Dave Henderson, legislative administrator of the state’s Legislative Administration Committee, said lawmakers had been adding a growing number of links to external Web sites that had nothing to do with government. A 5-year-old state policy allows House and Senate legislators to link only to government sites and newspaper articles.
“We did allow members to put in links that did not necessarily conform” to that policy, including local chambers of commerce and tourism sites, Henderson said. “We finally requested the opinion from legislative counsel. That’s when we got the opinion that says anything other than government sites has the potential to be in violation.”

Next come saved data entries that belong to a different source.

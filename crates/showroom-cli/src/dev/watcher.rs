//! Documentation watcher.
//!
//! Watches the docs directory recursively and forwards changes to Markdown and
//! MDX documents. Bursts are coalesced by [`FileWatcher::settle`].

use crate::docs::document_kind;
use crate::error::{CliError, Result};
use notify::{Event, EventKind, RecommendedWatcher, RecursiveMode, Watcher};
use std::path::{Path, PathBuf};
use std::time::Duration;
use tokio::sync::mpsc;

/// Directory names whose contents never trigger a rebuild.
const IGNORED_DIRS: &[&str] = &["node_modules", "target"];

/// File change event type.
#[derive(Debug, Clone, PartialEq, Eq)]
pub enum FileChange {
    Modified(PathBuf),
    Created(PathBuf),
    Removed(PathBuf),
}

impl FileChange {
    /// Get the path affected by this change.
    pub fn path(&self) -> &Path {
        match self {
            FileChange::Modified(p) | FileChange::Created(p) | FileChange::Removed(p) => p,
        }
    }
}

/// Watcher over the documentation root.
pub struct FileWatcher {
    _watcher: RecommendedWatcher,
    root: PathBuf,
}

impl FileWatcher {
    /// Start watching `root`.
    ///
    /// Returns the watcher (changes stop when it is dropped) and the receiving
    /// end of the change channel.
    pub fn new(root: PathBuf) -> Result<(Self, mpsc::Receiver<FileChange>)> {
        if !root.exists() {
            return Err(CliError::FileNotFound(root));
        }

        let (tx, rx) = mpsc::channel(100);
        let filter_root = root.clone();

        let mut watcher = notify::recommended_watcher(move |res: notify::Result<Event>| {
            let Ok(event) = res else { return };
            for path in &event.paths {
                if !Self::is_relevant(path, &filter_root) {
                    continue;
                }
                let change = match event.kind {
                    EventKind::Create(_) => FileChange::Created(path.clone()),
                    EventKind::Modify(_) => FileChange::Modified(path.clone()),
                    EventKind::Remove(_) => FileChange::Removed(path.clone()),
                    _ => continue,
                };
                // The receiver is gone once the server shuts down.
                let _ = tx.blocking_send(change);
            }
        })?;

        watcher.watch(&root, RecursiveMode::Recursive)?;

        Ok((
            Self {
                _watcher: watcher,
                root,
            },
            rx,
        ))
    }

    /// Whether a changed path is a document under `root`.
    fn is_relevant(path: &Path, root: &Path) -> bool {
        let Ok(relative) = path.strip_prefix(root) else {
            return false;
        };

        let hidden_or_ignored = relative.components().any(|component| {
            let name = component.as_os_str().to_string_lossy();
            name.starts_with('.') || IGNORED_DIRS.contains(&name.as_ref())
        });

        !hidden_or_ignored && document_kind(path).is_some()
    }

    /// Wait until no change arrived for `quiet`, returning every change seen.
    ///
    /// Returns an empty list when the channel is closed.
    pub async fn settle(
        rx: &mut mpsc::Receiver<FileChange>,
        first: FileChange,
        quiet: Duration,
    ) -> Vec<FileChange> {
        let mut changes = vec![first];
        loop {
            match tokio::time::timeout(quiet, rx.recv()).await {
                Ok(Some(change)) => {
                    if !changes.contains(&change) {
                        changes.push(change);
                    }
                }
                Ok(None) => return Vec::new(),
                Err(_) => return changes,
            }
        }
    }

    /// Get the root directory being watched.
    pub fn root(&self) -> &Path {
        &self.root
    }
}

#[cfg(test)]
mod tests {
    use super::*;

    #[test]
    fn test_only_documents_are_relevant() {
        let root = PathBuf::from("/project/docs");

        assert!(FileWatcher::is_relevant(
            Path::new("/project/docs/button.md"),
            &root
        ));
        assert!(FileWatcher::is_relevant(
            Path::new("/project/docs/guide/card.mdx"),
            &root
        ));
        assert!(!FileWatcher::is_relevant(
            Path::new("/project/docs/logo.png"),
            &root
        ));
    }

    #[test]
    fn test_hidden_ignored_and_outside_paths() {
        let root = PathBuf::from("/project/docs");

        assert!(!FileWatcher::is_relevant(
            Path::new("/project/docs/.drafts/wip.md"),
            &root
        ));
        assert!(!FileWatcher::is_relevant(
            Path::new("/project/docs/node_modules/pkg/readme.md"),
            &root
        ));
        assert!(!FileWatcher::is_relevant(Path::new("/project/README.md"), &root));
    }

    #[test]
    fn test_file_change_path() {
        let path = PathBuf::from("/project/docs/index.md");
        assert_eq!(FileChange::Modified(path.clone()).path(), path.as_path());
        assert_eq!(FileChange::Created(path.clone()).path(), path.as_path());
        assert_eq!(FileChange::Removed(path.clone()).path(), path.as_path());
    }

    #[tokio::test(start_paused = true)]
    async fn test_settle_coalesces_a_burst() {
        let (tx, mut rx) = mpsc::channel(10);
        let a = FileChange::Modified(PathBuf::from("/docs/a.md"));
        let b = FileChange::Modified(PathBuf::from("/docs/b.md"));

        tx.send(a.clone()).await.unwrap();
        tx.send(b.clone()).await.unwrap();
        tx.send(a.clone()).await.unwrap();

        let first = rx.recv().await.unwrap();
        let changes = FileWatcher::settle(&mut rx, first, Duration::from_millis(100)).await;
        assert_eq!(changes, vec![a, b]);
    }

    #[tokio::test(start_paused = true)]
    async fn test_settle_reports_closed_channel() {
        let (tx, mut rx) = mpsc::channel(10);
        drop(tx);
        let first = FileChange::Removed(PathBuf::from("/docs/a.md"));
        let changes = FileWatcher::settle(&mut rx, first, Duration::from_millis(100)).await;
        assert!(changes.is_empty());
    }
}
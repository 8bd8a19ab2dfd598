//! Transport-level failures between a caller and a compile backend

use miette::Diagnostic;
use thiserror::Error;

/// The backend could not deliver a result.
///
/// Callers never show these verbatim; the query layer degrades them to a
/// generic compilation error for the affected example only.
#[derive(Error, Debug, Diagnostic)]
pub enum TransportError {
    /// The backend went away without reporting why
    #[error("compile backend is not reachable")]
    #[diagnostic(code(showroom::runtime::disconnected))]
    Disconnected,

    /// The backend failed to initialize or crashed; it will not recover
    #[error("compile backend failed: {reason}")]
    #[diagnostic(
        code(showroom::runtime::backend_failed),
        help("Restart the session to get a fresh compile worker")
    )]
    BackendFailed { reason: String },

    /// The worker thread could not be started
    #[error("failed to start compile worker: {0}")]
    #[diagnostic(code(showroom::runtime::spawn))]
    Spawn(#[from] std::io::Error),
}

pub type Result<T, E = TransportError> = std::result::Result<T, E>;
//! Miette report conversion for CLI errors.

use crate::error::{BuildError, CliError};
use miette::Report;

/// Convert CliError to miette Report
pub fn cli_error_to_miette(err: CliError) -> Report {
    match err {
        CliError::Build(e) => build_error_to_miette(e),
        CliError::Config(e) => miette::miette!("Configuration error: {}", e),
        // Keep the compiler's diagnostic code and help text.
        CliError::Compiler(e) => Report::new(e),
        CliError::Transport(e) => Report::new(e),
        _ => miette::miette!("{}", err),
    }
}

/// Convert BuildError to miette Report
pub fn build_error_to_miette(err: BuildError) -> Report {
    match err {
        BuildError::CodeBlock {
            document,
            line,
            error,
        } => miette::miette!(
            code = "showroom::build::code_block",
            help = "Fix the example or change its fence language",
            "Code block at {}:{} does not compile\n\n{}",
            document.display(),
            line,
            error
        ),
        _ => miette::miette!("{}", err),
    }
}

#[cfg(test)]
mod tests {
    use super::*;
    use std::path::PathBuf;

    #[test]
    fn code_block_report_names_location() {
        let report = build_error_to_miette(BuildError::CodeBlock {
            document: PathBuf::from("docs/intro.mdx"),
            line: 3,
            error: "1:5: Unexpected token".to_string(),
        });
        let text = report.to_string();
        assert!(text.contains("docs/intro.mdx:3"));
        assert!(text.contains("Unexpected token"));
    }

    #[test]
    fn custom_errors_keep_their_message() {
        let report = cli_error_to_miette(CliError::Custom("nothing to do".to_string()));
        assert_eq!(report.to_string(), "nothing to do");
    }
}
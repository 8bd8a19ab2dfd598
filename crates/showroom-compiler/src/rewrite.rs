//! Import rewriting against the PackageMap
//!
//! Compiled snippets must not trigger real module resolution for registered
//! packages. Each static import of a registered specifier becomes a plain
//! binding to the package's variable, which the preview frame puts in scope:
//!
//! ```text
//! import Foo, { Button as B } from 'acme-ui';   →   const Foo = _acmeUi.default; const { Button: B } = _acmeUi;
//! import * as ui from 'acme-ui';                 →   const ui = _acmeUi;
//! import 'acme-ui/styles';                       →   (removed when registered)
//! require('acme-ui')                             →   _acmeUi
//! import('acme-ui')                              →   Promise.resolve(_acmeUi)
//! export { Button, default as Foo } from 'acme-ui' → const { Button } = _acmeUi; const Foo = _acmeUi.default;
//! export * as ui from 'acme-ui';                 →   const ui = _acmeUi;
//! export * from 'acme-ui';                       →   (removed when registered)
//! ```
//!
//! Snippets run as a function body, so re-exports only keep their bindings.
//!
//! Specifiers outside the map are left untouched and reported; they fail when
//! the snippet executes. The rewrite is idempotent because its output contains
//! no import of a registered specifier.

use oxc_allocator::Allocator;
use oxc_ast::ast::*;
use oxc_ast_visit::{Visit, walk};
use oxc_parser::Parser;
use oxc_span::{GetSpan, SourceType};
use tracing::{debug, warn};

use crate::packages::{PackageEntry, PackageMap};

/// Options for [`rewrite`].
#[derive(Debug, Clone, Default)]
pub struct RewriteOptions {
    /// Wrap the program's trailing expression statement as `callee(expr);`.
    pub render_callee: Option<String>,
}

/// Rewritten code plus what the snippet imported.
#[derive(Debug, Clone, Default, PartialEq, Eq)]
pub struct RewriteOutput {
    pub code: String,
    /// Local binding names introduced by rewritten imports.
    pub import_names: Vec<String>,
    /// Registered specifiers the snippet referenced.
    pub imported_packages: Vec<String>,
    /// Bare specifiers not present in the map.
    pub unresolved: Vec<String>,
}

/// Rewrite every registered import in `code`.
pub fn rewrite_imports(code: &str, packages: &PackageMap) -> String {
    rewrite(code, packages, &RewriteOptions::default()).code
}

/// Rewrite imports and collect what the snippet imported.
///
/// `code` must be plain JavaScript. If it cannot be parsed it is returned
/// unchanged; the failure then surfaces when the snippet executes.
pub fn rewrite(code: &str, packages: &PackageMap, options: &RewriteOptions) -> RewriteOutput {
    let allocator = Allocator::default();
    let ret = Parser::new(&allocator, code, SourceType::mjs()).parse();
    if !ret.errors.is_empty() {
        warn!(
            errors = ret.errors.len(),
            "compiled output could not be parsed, skipping import rewrite"
        );
        return RewriteOutput {
            code: code.to_string(),
            ..RewriteOutput::default()
        };
    }

    let mut collector = ImportCollector::new(packages);
    walk::walk_program(&mut collector, &ret.program);

    if let Some(callee) = options.render_callee.as_deref() {
        if let Some(Statement::ExpressionStatement(stmt)) = ret.program.body.last() {
            let span = stmt.expression.span();
            collector.edits.push(Edit::insert(span.end, ")".to_string()));
            collector
                .edits
                .push(Edit::insert(span.start, format!("{}(", callee)));
        }
    }

    let ImportCollector {
        edits,
        import_names,
        imported_packages,
        unresolved,
        ..
    } = collector;

    if !unresolved.is_empty() {
        warn!(?unresolved, "snippet imports packages that are not registered");
    }
    debug!(edits = edits.len(), ?imported_packages, "rewrote imports");

    RewriteOutput {
        code: apply_edits(code, edits),
        import_names,
        imported_packages,
        unresolved,
    }
}

/// Replacement of `start..end` with `text`.
#[derive(Debug)]
struct Edit {
    start: u32,
    end: u32,
    text: String,
}

impl Edit {
    fn replace(span: oxc_span::Span, text: String) -> Self {
        Self {
            start: span.start,
            end: span.end,
            text,
        }
    }

    fn insert(at: u32, text: String) -> Self {
        Self {
            start: at,
            end: at,
            text,
        }
    }
}

/// Apply edits back to front so earlier offsets stay valid.
///
/// At equal starts the wider edit goes first, so an insertion lands before a
/// replacement that begins at the same offset.
fn apply_edits(code: &str, mut edits: Vec<Edit>) -> String {
    edits.sort_by(|a, b| b.start.cmp(&a.start).then(b.end.cmp(&a.end)));
    let mut out = code.to_string();
    for edit in edits {
        let (start, end) = (edit.start as usize, edit.end as usize);
        if start <= end && end <= out.len() {
            out.replace_range(start..end, &edit.text);
        }
    }
    out
}

struct ImportCollector<'p> {
    packages: &'p PackageMap,
    edits: Vec<Edit>,
    import_names: Vec<String>,
    imported_packages: Vec<String>,
    unresolved: Vec<String>,
}

impl<'p> ImportCollector<'p> {
    fn new(packages: &'p PackageMap) -> Self {
        Self {
            packages,
            edits: Vec::new(),
            import_names: Vec::new(),
            imported_packages: Vec::new(),
            unresolved: Vec::new(),
        }
    }

    fn resolve(&mut self, specifier: &str) -> Option<&'p PackageEntry> {
        match self.packages.get(specifier) {
            Some(entry) => {
                if !self.imported_packages.iter().any(|p| p == specifier) {
                    self.imported_packages.push(specifier.to_string());
                }
                Some(entry)
            }
            None => {
                if is_bare_specifier(specifier) && !self.unresolved.iter().any(|p| p == specifier)
                {
                    self.unresolved.push(specifier.to_string());
                }
                None
            }
        }
    }

    fn bindings(&mut self, decl: &ImportDeclaration<'_>, var_name: &str) -> String {
        let Some(specifiers) = &decl.specifiers else {
            return String::new();
        };

        let mut statements = Vec::new();
        let mut named = Vec::new();
        for specifier in specifiers {
            match specifier {
                ImportDeclarationSpecifier::ImportDefaultSpecifier(default) => {
                    let local = default.local.name.as_str();
                    self.import_names.push(local.to_string());
                    statements.push(format!("const {} = {}.default;", local, var_name));
                }
                ImportDeclarationSpecifier::ImportNamespaceSpecifier(namespace) => {
                    let local = namespace.local.name.as_str();
                    self.import_names.push(local.to_string());
                    statements.push(format!("const {} = {};", local, var_name));
                }
                ImportDeclarationSpecifier::ImportSpecifier(spec) => {
                    let local = spec.local.name.as_str();
                    self.import_names.push(local.to_string());
                    let imported = export_name(&spec.imported);
                    if imported == local {
                        named.push(local.to_string());
                    } else if is_identifier(&imported) {
                        named.push(format!("{}: {}", imported, local));
                    } else {
                        named.push(format!("{}: {}", quote(&imported), local));
                    }
                }
            }
        }
        if !named.is_empty() {
            statements.push(format!("const {{ {} }} = {};", named.join(", "), var_name));
        }
        statements.join(" ")
    }

    fn reexport_bindings(&mut self, decl: &ExportNamedDeclaration<'_>, var_name: &str) -> String {
        let mut statements = Vec::new();
        let mut named = Vec::new();
        for specifier in &decl.specifiers {
            let imported = export_name(&specifier.local);
            let exported = export_name(&specifier.exported);
            // `export { Button as default }` has no local name to bind.
            if !is_identifier(&exported) || exported == "default" {
                continue;
            }
            self.import_names.push(exported.clone());
            if imported == "default" {
                statements.push(format!("const {} = {}.default;", exported, var_name));
            } else if imported == exported {
                named.push(exported);
            } else if is_identifier(&imported) {
                named.push(format!("{}: {}", imported, exported));
            } else {
                named.push(format!("{}: {}", quote(&imported), exported));
            }
        }
        if !named.is_empty() {
            statements.insert(
                0,
                format!("const {{ {} }} = {};", named.join(", "), var_name),
            );
        }
        statements.join(" ")
    }
}

impl<'a> Visit<'a> for ImportCollector<'_> {
    fn visit_import_declaration(&mut self, decl: &ImportDeclaration<'a>) {
        let specifier = decl.source.value.as_str();
        if let Some(entry) = self.resolve(specifier) {
            let replacement = self.bindings(decl, &entry.var_name);
            self.edits.push(Edit::replace(decl.span, replacement));
        }
    }

    fn visit_export_named_declaration(&mut self, decl: &ExportNamedDeclaration<'a>) {
        if let Some(source) = &decl.source {
            if let Some(entry) = self.resolve(source.value.as_str()) {
                let replacement = self.reexport_bindings(decl, &entry.var_name);
                self.edits.push(Edit::replace(decl.span, replacement));
            }
            return;
        }
        walk::walk_export_named_declaration(self, decl);
    }

    fn visit_export_all_declaration(&mut self, decl: &ExportAllDeclaration<'a>) {
        if let Some(entry) = self.resolve(decl.source.value.as_str()) {
            let replacement = match decl.exported.as_ref().map(export_name) {
                Some(name) if is_identifier(&name) && name != "default" => {
                    self.import_names.push(name.clone());
                    format!("const {} = {};", name, entry.var_name)
                }
                _ => String::new(),
            };
            self.edits.push(Edit::replace(decl.span, replacement));
        }
    }

    fn visit_call_expression(&mut self, call: &CallExpression<'a>) {
        if let Expression::Identifier(ident) = &call.callee {
            if ident.name.as_str() == "require" && call.arguments.len() == 1 {
                if let Argument::StringLiteral(lit) = &call.arguments[0] {
                    if let Some(entry) = self.resolve(lit.value.as_str()) {
                        self.edits
                            .push(Edit::replace(call.span, entry.var_name.clone()));
                        return;
                    }
                }
            }
        }
        walk::walk_call_expression(self, call);
    }

    fn visit_import_expression(&mut self, expr: &ImportExpression<'a>) {
        if let Expression::StringLiteral(lit) = &expr.source {
            if let Some(entry) = self.resolve(lit.value.as_str()) {
                self.edits.push(Edit::replace(
                    expr.span,
                    format!("Promise.resolve({})", entry.var_name),
                ));
                return;
            }
        }
        walk::walk_import_expression(self, expr);
    }
}

fn export_name(name: &ModuleExportName<'_>) -> String {
    match name {
        ModuleExportName::IdentifierName(ident) => ident.name.to_string(),
        ModuleExportName::IdentifierReference(ident) => ident.name.to_string(),
        ModuleExportName::StringLiteral(lit) => lit.value.to_string(),
    }
}

fn is_bare_specifier(specifier: &str) -> bool {
    !specifier.starts_with('.') && !specifier.starts_with('/') && !specifier.contains("://")
}

fn is_identifier(name: &str) -> bool {
    let mut chars = name.chars();
    matches!(chars.next(), Some(c) if c.is_alphabetic() || c == '_' || c == '$')
        && chars.all(|c| c.is_alphanumeric() || c == '_' || c == '$')
}

fn quote(value: &str) -> String {
    serde_json::to_string(value).unwrap_or_else(|_| format!("'{}'", value))
}
//! Build command implementation.
//!
//! `showroom build` precompiles every accepted code fence of the documentation
//! and writes a static site next to the manifest:
//!
//! ```text
//! <out_dir>/
//!   codeblocks.json
//!   index.html
//!   __showroom/editor.js
//!   _standalone/<hash>/index.html
//! ```
//!
//! Preview frames inline their runtime, so nothing else has to be served.
//! Built editors are read-only: live compilation needs `showroom dev`.

use crate::cli::BuildArgs;
use crate::commands::utils;
use crate::config::{ConfigOverrides, ShowroomConfig};
use crate::docs;
use crate::error::Result;
use crate::site;
use crate::ui;
use showroom_compiler::{CodeBlocksManifest, Compiler};
use std::path::{Path, PathBuf};
use std::sync::Arc;
use std::time::Instant;

/// Manifest file name inside the output directory.
pub const MANIFEST_FILE: &str = "codeblocks.json";

/// Execute the build command.
///
/// 1. Load and validate configuration (CLI > Env > File > Defaults)
/// 2. Build the PackageMap and compiler
/// 3. Precompile every document, aborting on the first broken example
/// 4. Write the manifest and the site pages
pub async fn execute(args: BuildArgs, config_path: Option<&Path>) -> Result<()> {
    let start_time = Instant::now();
    let root = utils::project_root(args.cwd.as_deref())?;

    ui::info("Loading configuration...");
    let overrides = ConfigOverrides {
        docs_dir: args.docs_dir.clone(),
        out_dir: args.out_dir.clone(),
        ..Default::default()
    };
    let config = utils::load_config(&root, config_path, &overrides)?;

    let output = build(&root, &config)?;

    ui::print_build_summary(&output.documents, start_time.elapsed());
    ui::success(&format!(
        "Wrote {} standalone examples to {}",
        output.standalone_pages,
        output.out_dir.display()
    ));
    Ok(())
}

/// What a build produced.
#[derive(Debug)]
pub struct BuildOutput {
    pub out_dir: PathBuf,
    pub manifest: CodeBlocksManifest,
    /// Document path and block count, in manifest order
    pub documents: Vec<(PathBuf, usize)>,
    pub standalone_pages: usize,
}

/// Precompile the documentation of `root` and write the site.
pub fn build(root: &Path, config: &ShowroomConfig) -> Result<BuildOutput> {
    let packages = Arc::new(config.package_map(root)?);
    let compiler = Compiler::new(Arc::clone(&packages), config.compiler_options())?;
    let accepted = config.accepted_languages()?;

    let docs_root = config.docs_root(root);
    ui::info(&format!("Scanning {}", docs_root.display()));
    let manifest = docs::precompile_all(&compiler, &docs_root, &accepted)?;

    let out_dir = config.out_root(root);
    utils::ensure_output_dir(&out_dir)?;

    utils::write_file(
        &out_dir.join(MANIFEST_FILE),
        serde_json::to_string_pretty(&manifest)?,
    )?;

    let frame = config.frame_config(packages);
    utils::write_file(
        &out_dir.join("index.html"),
        site::index_page(&manifest, &frame),
    )?;
    utils::write_file(
        &out_dir.join(site::EDITOR_SCRIPT_PATH.trim_start_matches('/')),
        site::EDITOR_SCRIPT,
    )?;

    let mut standalone_pages = 0;
    for document in &manifest.items {
        for (source, block) in &document.blocks {
            let Some(success) = block else { continue };
            let Some(hash) = &success.initial_code_hash else {
                continue;
            };
            let page = site::standalone_page(&frame, source, success, None, None);
            utils::write_file(
                &out_dir.join("_standalone").join(hash).join("index.html"),
                page,
            )?;
            standalone_pages += 1;
        }
    }

    let documents = manifest
        .items
        .iter()
        .map(|item| (PathBuf::from(&item.path), item.blocks.len()))
        .collect();

    Ok(BuildOutput {
        out_dir,
        manifest,
        documents,
        standalone_pages,
    })
}
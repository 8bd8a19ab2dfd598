use clap::{Args, Subcommand};
use std::path::PathBuf;

use crate::cli::enums::LangArg;

/// Available Showroom subcommands
#[derive(Subcommand, Debug)]
pub enum Command {
    /// Precompile every code block and write the static site
    ///
    /// Scans the documentation directory, compiles each supported code fence,
    /// and writes codeblocks.json, the index page and one standalone editor
    /// page per example. Any example that fails to compile aborts the build.
    Build(BuildArgs),

    /// Serve documentation with live compilation
    ///
    /// Starts a development server hosting the compile worker. Editors post
    /// snippets to it and receive compiled code; documentation changes are
    /// recompiled and announced over Server-Sent Events.
    Dev(DevArgs),

    /// Validate configuration and every code block without writing output
    Check(CheckArgs),

    /// Compile a single snippet and print the result as JSON
    Compile(CompileArgs),
}

/// Arguments for the build command
#[derive(Args, Debug, Clone, Default)]
pub struct BuildArgs {
    /// Output directory (overrides out_dir in showroom.toml)
    #[arg(short = 'd', long, value_name = "DIR")]
    pub out_dir: Option<PathBuf>,

    /// Documentation directory (overrides docs_dir in showroom.toml)
    #[arg(long, value_name = "DIR")]
    pub docs_dir: Option<PathBuf>,

    /// Project root (defaults to the current directory)
    #[arg(long, value_name = "DIR")]
    pub cwd: Option<PathBuf>,
}

/// Arguments for the dev command
#[derive(Args, Debug, Clone, Default)]
pub struct DevArgs {
    /// Port to listen on
    #[arg(short, long)]
    pub port: Option<u16>,

    /// Host address to bind
    #[arg(long)]
    pub host: Option<String>,

    /// Documentation directory (overrides docs_dir in showroom.toml)
    #[arg(long, value_name = "DIR")]
    pub docs_dir: Option<PathBuf>,

    /// Project root (defaults to the current directory)
    #[arg(long, value_name = "DIR")]
    pub cwd: Option<PathBuf>,
}

/// Arguments for the check command
#[derive(Args, Debug, Clone, Default)]
pub struct CheckArgs {
    /// Print the JSON schema of showroom.toml and exit
    #[arg(long)]
    pub print_schema: bool,

    /// Project root (defaults to the current directory)
    #[arg(long, value_name = "DIR")]
    pub cwd: Option<PathBuf>,
}

/// Arguments for the compile command
#[derive(Args, Debug, Clone)]
pub struct CompileArgs {
    /// Snippet file to compile (use - for stdin)
    #[arg(value_name = "FILE")]
    pub file: PathBuf,

    /// Snippet language (inferred from the file extension by default)
    #[arg(short, long, value_enum)]
    pub lang: Option<LangArg>,

    /// Project root used to resolve imports (defaults to the current directory)
    #[arg(long, value_name = "DIR")]
    pub cwd: Option<PathBuf>,

    /// Pretty-print the JSON result
    #[arg(long)]
    pub pretty: bool,
}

A state lawmaker, for example, whose Web site links to the site of a local Boy Scouts of America chapter might be violating ethics laws if the group employs the lawmaker’s wife.
A legislator whose site has a link to a local environmental group that is sponsoring a ballot measure might be violating election laws because state funds cannot support or oppose candidates or ballot measures, Henderson said.
Pam Greenberg, a program principal at the National Conference of State Legislatures, said state legislatures’ policies concerning links to external Web sites vary greatly.
“Web pages change constantly, and legislative Web sites are no exception,” Greenberg said. No uniform policy or standard regarding links to external sites exists among states, she said. “Legislatures often revisit their policies to make sure that Web sites provide information that is useful, relevant and appropriate,” she added.
The North Carolina General Assembly’s policy permits lawmakers to have one link on their NCGA profile sites to an external Web site that the lawmaker maintains.
“The opening screen of the member-maintained Web site shall be constituent service-oriented and not of a partisan or campaign nature,” the policy states. “When a site visitor accesses a link to an outside Web site, a notice of leaving the NCGA Web site is required.”
In Wisconsin, policies on links permit members to add links for their individual home pages and news page to sites maintained by and for government agencies. The state does not permit any other links.
Jon Brandt, the U.S. House Administration Committee’s communications director, said similar policies exist for the House. Its guidelines prohibit direct links to Web sites created or operated by a campaign or campaign-related entity, including political parties and campaign committees.
Brandt said he is unaware of any violations. “Occasionally, you’ll see something that might creep up, but it’s usually unintentional,” he said. “The [member’s] office might have a new press secretary or someone doing their Web work who [isn’t] fully aware of what the guidelines are.”
If violations occur, the House Ethics Committee is responsible for enforcement.